_Exercise:_ Find the line containing "repository 17e64035391bb38f" in the entries below. Restate it and each line after it, word for word, up to and including the line containing "pub fn admit(&self, client: ClientId)".

_Saved data entries:_
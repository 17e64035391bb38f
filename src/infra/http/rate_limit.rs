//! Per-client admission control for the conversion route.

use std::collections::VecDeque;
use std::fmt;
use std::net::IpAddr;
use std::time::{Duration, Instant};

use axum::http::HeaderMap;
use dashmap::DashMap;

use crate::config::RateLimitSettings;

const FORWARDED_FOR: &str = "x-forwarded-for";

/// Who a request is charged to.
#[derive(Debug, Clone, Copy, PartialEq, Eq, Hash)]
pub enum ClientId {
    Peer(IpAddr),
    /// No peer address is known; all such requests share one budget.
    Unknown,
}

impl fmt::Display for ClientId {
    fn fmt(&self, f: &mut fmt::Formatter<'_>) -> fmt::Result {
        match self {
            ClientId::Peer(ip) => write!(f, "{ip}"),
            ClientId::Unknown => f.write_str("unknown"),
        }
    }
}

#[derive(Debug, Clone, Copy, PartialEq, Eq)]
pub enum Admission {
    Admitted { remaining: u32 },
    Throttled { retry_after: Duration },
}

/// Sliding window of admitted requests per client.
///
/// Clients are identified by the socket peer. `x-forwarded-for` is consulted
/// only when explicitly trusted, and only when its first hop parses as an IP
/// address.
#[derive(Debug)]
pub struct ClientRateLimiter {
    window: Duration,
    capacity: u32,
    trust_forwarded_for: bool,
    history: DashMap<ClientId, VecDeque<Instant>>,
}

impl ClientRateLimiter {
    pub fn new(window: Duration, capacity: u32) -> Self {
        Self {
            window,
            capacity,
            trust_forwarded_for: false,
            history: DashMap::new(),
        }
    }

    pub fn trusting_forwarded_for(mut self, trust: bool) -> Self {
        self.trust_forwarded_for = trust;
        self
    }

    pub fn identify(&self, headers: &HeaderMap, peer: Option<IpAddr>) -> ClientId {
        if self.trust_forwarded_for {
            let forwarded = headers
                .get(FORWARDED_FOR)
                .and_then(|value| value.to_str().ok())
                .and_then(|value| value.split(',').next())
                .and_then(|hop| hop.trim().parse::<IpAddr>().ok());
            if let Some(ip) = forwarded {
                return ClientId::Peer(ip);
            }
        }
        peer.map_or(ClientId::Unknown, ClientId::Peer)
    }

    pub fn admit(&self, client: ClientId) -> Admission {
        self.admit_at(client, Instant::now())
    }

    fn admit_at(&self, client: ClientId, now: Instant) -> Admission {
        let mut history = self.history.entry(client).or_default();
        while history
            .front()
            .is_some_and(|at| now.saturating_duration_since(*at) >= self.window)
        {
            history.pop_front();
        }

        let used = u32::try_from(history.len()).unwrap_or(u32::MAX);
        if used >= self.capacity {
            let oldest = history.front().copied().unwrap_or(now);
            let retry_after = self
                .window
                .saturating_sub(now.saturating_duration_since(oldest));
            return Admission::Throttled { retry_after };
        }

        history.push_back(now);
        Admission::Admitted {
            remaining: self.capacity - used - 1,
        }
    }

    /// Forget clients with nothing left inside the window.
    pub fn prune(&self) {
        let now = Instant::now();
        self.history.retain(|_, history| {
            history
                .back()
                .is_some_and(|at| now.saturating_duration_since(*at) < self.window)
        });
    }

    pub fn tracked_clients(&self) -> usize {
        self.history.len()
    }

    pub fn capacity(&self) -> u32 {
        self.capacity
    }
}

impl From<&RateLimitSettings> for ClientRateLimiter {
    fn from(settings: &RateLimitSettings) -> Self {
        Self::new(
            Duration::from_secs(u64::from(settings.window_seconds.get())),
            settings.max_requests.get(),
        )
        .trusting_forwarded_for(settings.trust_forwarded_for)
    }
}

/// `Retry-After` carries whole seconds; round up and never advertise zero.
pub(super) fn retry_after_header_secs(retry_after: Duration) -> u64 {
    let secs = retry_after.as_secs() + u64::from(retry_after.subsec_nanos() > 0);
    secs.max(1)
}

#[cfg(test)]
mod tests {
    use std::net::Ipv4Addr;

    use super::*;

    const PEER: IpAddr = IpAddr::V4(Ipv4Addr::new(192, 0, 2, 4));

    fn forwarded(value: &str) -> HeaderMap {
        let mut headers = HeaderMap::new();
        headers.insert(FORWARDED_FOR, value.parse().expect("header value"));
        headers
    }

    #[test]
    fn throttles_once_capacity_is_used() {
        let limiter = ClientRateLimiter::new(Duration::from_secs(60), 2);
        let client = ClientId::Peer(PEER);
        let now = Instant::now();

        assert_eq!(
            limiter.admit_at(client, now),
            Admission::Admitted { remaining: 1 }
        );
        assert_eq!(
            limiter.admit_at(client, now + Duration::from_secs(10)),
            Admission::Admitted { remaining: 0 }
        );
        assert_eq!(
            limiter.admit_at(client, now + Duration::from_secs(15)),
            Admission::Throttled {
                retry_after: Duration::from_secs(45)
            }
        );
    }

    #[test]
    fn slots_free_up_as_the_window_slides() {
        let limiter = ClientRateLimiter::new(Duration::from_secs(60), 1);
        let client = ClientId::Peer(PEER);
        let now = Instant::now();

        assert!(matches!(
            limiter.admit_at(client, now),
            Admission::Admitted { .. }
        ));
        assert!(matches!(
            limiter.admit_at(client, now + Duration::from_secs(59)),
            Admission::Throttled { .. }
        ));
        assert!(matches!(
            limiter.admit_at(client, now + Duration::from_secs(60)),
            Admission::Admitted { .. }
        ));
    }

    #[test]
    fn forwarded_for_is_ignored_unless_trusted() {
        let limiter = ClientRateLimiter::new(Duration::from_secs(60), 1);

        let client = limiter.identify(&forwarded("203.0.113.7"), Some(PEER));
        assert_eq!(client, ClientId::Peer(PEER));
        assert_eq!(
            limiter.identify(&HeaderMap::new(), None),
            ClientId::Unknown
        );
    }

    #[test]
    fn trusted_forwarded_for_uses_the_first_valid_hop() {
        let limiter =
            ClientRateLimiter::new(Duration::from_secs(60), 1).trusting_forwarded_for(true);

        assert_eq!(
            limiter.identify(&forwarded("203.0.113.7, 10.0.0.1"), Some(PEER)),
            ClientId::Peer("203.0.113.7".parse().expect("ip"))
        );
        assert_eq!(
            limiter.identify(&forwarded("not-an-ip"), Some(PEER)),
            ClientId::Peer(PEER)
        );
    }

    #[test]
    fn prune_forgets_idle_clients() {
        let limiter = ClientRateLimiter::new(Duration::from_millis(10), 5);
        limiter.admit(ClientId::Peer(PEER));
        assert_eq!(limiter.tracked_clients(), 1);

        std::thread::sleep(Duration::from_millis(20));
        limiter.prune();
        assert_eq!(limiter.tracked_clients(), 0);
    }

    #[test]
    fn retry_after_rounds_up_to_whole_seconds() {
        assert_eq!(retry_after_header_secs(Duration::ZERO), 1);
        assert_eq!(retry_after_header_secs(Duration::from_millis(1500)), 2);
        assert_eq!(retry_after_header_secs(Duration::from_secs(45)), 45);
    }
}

==

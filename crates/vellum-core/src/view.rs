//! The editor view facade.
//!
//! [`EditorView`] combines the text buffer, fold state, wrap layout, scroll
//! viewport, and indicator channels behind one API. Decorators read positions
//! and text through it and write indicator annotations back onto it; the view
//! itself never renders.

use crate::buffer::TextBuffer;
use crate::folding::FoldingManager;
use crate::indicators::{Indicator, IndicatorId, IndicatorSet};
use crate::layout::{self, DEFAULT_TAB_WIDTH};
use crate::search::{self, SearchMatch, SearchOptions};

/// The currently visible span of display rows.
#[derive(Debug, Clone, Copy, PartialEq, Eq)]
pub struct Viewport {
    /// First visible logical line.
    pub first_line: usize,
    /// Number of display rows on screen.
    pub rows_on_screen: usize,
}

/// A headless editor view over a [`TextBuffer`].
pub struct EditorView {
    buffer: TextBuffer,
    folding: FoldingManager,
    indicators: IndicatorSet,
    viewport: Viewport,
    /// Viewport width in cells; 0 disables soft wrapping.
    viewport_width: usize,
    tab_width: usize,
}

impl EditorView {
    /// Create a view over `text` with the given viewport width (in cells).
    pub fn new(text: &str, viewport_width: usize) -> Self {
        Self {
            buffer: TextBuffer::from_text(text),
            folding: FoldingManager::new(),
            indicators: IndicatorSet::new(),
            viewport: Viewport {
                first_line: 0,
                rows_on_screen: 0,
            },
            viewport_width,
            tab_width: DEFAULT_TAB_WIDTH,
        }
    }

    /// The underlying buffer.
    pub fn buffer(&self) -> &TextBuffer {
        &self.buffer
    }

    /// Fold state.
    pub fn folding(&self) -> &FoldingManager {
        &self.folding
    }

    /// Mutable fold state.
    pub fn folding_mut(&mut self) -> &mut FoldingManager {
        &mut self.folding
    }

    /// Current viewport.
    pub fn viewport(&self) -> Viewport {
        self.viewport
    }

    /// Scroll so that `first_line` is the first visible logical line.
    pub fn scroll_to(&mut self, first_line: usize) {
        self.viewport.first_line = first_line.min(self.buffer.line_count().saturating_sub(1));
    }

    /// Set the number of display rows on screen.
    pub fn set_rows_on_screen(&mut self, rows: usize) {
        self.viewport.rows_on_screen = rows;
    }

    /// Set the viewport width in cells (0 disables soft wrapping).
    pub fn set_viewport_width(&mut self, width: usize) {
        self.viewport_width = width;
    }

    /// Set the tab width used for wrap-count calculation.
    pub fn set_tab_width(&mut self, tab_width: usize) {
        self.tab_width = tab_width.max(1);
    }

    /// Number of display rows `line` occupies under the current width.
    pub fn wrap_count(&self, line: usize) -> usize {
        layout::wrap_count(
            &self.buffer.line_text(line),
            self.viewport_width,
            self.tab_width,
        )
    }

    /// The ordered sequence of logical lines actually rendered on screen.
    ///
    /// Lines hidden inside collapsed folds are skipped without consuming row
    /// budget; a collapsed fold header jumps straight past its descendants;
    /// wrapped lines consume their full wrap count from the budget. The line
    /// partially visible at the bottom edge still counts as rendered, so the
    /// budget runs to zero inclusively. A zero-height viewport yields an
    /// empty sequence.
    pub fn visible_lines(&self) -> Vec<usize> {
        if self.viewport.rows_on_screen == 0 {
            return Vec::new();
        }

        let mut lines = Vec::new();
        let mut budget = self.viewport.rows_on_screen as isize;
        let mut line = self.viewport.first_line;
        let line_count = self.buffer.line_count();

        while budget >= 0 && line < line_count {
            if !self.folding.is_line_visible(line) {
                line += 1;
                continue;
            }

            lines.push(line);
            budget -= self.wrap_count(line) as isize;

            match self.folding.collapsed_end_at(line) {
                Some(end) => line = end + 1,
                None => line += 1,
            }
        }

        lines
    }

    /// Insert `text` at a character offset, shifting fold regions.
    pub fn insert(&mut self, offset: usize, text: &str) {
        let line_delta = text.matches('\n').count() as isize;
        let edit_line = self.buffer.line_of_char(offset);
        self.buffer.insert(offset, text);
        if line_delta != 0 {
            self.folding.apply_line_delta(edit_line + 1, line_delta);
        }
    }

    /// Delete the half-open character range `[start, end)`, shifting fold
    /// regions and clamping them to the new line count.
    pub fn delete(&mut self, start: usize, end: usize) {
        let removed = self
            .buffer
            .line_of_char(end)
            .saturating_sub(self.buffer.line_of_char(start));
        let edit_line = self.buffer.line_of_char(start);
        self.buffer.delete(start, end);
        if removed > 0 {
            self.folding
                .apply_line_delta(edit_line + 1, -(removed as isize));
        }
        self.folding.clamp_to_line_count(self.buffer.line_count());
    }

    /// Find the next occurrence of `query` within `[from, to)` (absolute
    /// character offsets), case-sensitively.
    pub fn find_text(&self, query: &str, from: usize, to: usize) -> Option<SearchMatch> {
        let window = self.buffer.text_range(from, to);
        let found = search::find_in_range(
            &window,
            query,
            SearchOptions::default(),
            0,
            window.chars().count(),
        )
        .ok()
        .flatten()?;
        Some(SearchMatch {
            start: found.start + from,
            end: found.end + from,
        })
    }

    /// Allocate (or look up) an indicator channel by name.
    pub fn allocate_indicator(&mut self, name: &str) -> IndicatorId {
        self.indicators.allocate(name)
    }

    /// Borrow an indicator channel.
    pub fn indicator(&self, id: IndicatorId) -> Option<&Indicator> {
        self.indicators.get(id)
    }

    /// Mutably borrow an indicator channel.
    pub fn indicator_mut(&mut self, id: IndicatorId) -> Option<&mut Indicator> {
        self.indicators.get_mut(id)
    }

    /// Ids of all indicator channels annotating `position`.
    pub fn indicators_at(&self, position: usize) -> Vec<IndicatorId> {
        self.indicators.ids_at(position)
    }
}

* * *

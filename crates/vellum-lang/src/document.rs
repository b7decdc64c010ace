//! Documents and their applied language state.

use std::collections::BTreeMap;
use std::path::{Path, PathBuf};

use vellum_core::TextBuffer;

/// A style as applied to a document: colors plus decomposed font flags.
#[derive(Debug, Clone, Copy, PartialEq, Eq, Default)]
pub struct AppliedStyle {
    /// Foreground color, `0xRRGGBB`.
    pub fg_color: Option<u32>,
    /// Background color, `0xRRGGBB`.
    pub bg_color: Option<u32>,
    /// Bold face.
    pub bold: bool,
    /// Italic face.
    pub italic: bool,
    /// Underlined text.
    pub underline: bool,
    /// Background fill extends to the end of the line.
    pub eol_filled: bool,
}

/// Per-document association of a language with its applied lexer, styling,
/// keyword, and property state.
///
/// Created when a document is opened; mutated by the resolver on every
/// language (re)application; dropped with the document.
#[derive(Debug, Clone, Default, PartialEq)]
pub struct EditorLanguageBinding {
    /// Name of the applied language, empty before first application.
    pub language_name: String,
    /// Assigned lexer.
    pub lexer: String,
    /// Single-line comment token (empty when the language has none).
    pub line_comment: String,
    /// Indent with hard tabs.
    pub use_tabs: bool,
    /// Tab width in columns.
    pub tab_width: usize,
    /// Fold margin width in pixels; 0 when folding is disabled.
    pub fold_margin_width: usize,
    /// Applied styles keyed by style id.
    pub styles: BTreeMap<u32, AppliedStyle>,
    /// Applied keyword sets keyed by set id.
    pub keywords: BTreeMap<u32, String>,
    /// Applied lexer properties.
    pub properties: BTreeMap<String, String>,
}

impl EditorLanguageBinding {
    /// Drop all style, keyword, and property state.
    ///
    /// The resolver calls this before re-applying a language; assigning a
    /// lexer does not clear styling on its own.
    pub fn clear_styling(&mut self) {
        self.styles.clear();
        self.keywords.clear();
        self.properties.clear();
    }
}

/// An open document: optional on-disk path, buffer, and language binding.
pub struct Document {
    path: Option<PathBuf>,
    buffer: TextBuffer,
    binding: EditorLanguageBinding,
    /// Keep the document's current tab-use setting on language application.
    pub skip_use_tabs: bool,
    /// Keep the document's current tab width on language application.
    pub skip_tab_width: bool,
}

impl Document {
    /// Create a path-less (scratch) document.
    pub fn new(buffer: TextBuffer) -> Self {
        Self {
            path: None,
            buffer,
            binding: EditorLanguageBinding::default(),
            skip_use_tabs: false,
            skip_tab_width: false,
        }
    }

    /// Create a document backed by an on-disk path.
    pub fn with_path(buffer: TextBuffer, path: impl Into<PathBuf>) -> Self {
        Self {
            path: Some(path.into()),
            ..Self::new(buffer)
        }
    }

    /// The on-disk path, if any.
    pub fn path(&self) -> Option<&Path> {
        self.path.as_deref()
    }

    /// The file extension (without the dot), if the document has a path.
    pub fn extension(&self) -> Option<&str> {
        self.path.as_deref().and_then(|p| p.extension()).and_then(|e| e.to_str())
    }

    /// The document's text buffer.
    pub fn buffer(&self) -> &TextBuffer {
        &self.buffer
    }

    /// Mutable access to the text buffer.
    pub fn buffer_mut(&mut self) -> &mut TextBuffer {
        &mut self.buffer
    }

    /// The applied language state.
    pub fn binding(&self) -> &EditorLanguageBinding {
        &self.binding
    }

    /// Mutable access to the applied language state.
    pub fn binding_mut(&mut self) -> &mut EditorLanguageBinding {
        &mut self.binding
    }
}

_Task result:_
repository 17e64035391bb38f
filename src/infra/http/rate_limit.rs
//! Per-client admission control for the conversion route.

use std::collections::VecDeque;
use std::fmt;
use std::net::IpAddr;
use std::time::{Duration, Instant};

use axum::http::HeaderMap;
use dashmap::DashMap;

use crate::config::RateLimitSettings;

const FORWARDED_FOR: &str = "x-forwarded-for";

/// Who a request is charged to.
#[derive(Debug, Clone, Copy, PartialEq, Eq, Hash)]
pub enum ClientId {
    Peer(IpAddr),
    /// No peer address is known; all such requests share one budget.
    Unknown,
}

impl fmt::Display for ClientId {
    fn fmt(&self, f: &mut fmt::Formatter<'_>) -> fmt::Result {
        match self {
            ClientId::Peer(ip) => write!(f, "{ip}"),
            ClientId::Unknown => f.write_str("unknown"),
        }
    }
}

#[derive(Debug, Clone, Copy, PartialEq, Eq)]
pub enum Admission {
    Admitted { remaining: u32 },
    Throttled { retry_after: Duration },
}

/// Sliding window of admitted requests per client.
///
/// Clients are identified by the socket peer. `x-forwarded-for` is consulted
/// only when explicitly trusted, and only when its first hop parses as an IP
/// address.
#[derive(Debug)]
pub struct ClientRateLimiter {
    window: Duration,
    capacity: u32,
    trust_forwarded_for: bool,
    history: DashMap<ClientId, VecDeque<Instant>>,
}

impl ClientRateLimiter {
    pub fn new(window: Duration, capacity: u32) -> Self {
        Self {
            window,
            capacity,
            trust_forwarded_for: false,
            history: DashMap::new(),
        }
    }

    pub fn trusting_forwarded_for(mut self, trust: bool) -> Self {
        self.trust_forwarded_for = trust;
        self
    }

    pub fn identify(&self, headers: &HeaderMap, peer: Option<IpAddr>) -> ClientId {
        if self.trust_forwarded_for {
            let forwarded = headers
                .get(FORWARDED_FOR)
                .and_then(|value| value.to_str().ok())
                .and_then(|value| value.split(',').next())
                .and_then(|hop| hop.trim().parse::<IpAddr>().ok());
            if let Some(ip) = forwarded {
                return ClientId::Peer(ip);
            }
        }
        peer.map_or(ClientId::Unknown, ClientId::Peer)
    }

    pub fn admit(&self, client: ClientId) -> Admission {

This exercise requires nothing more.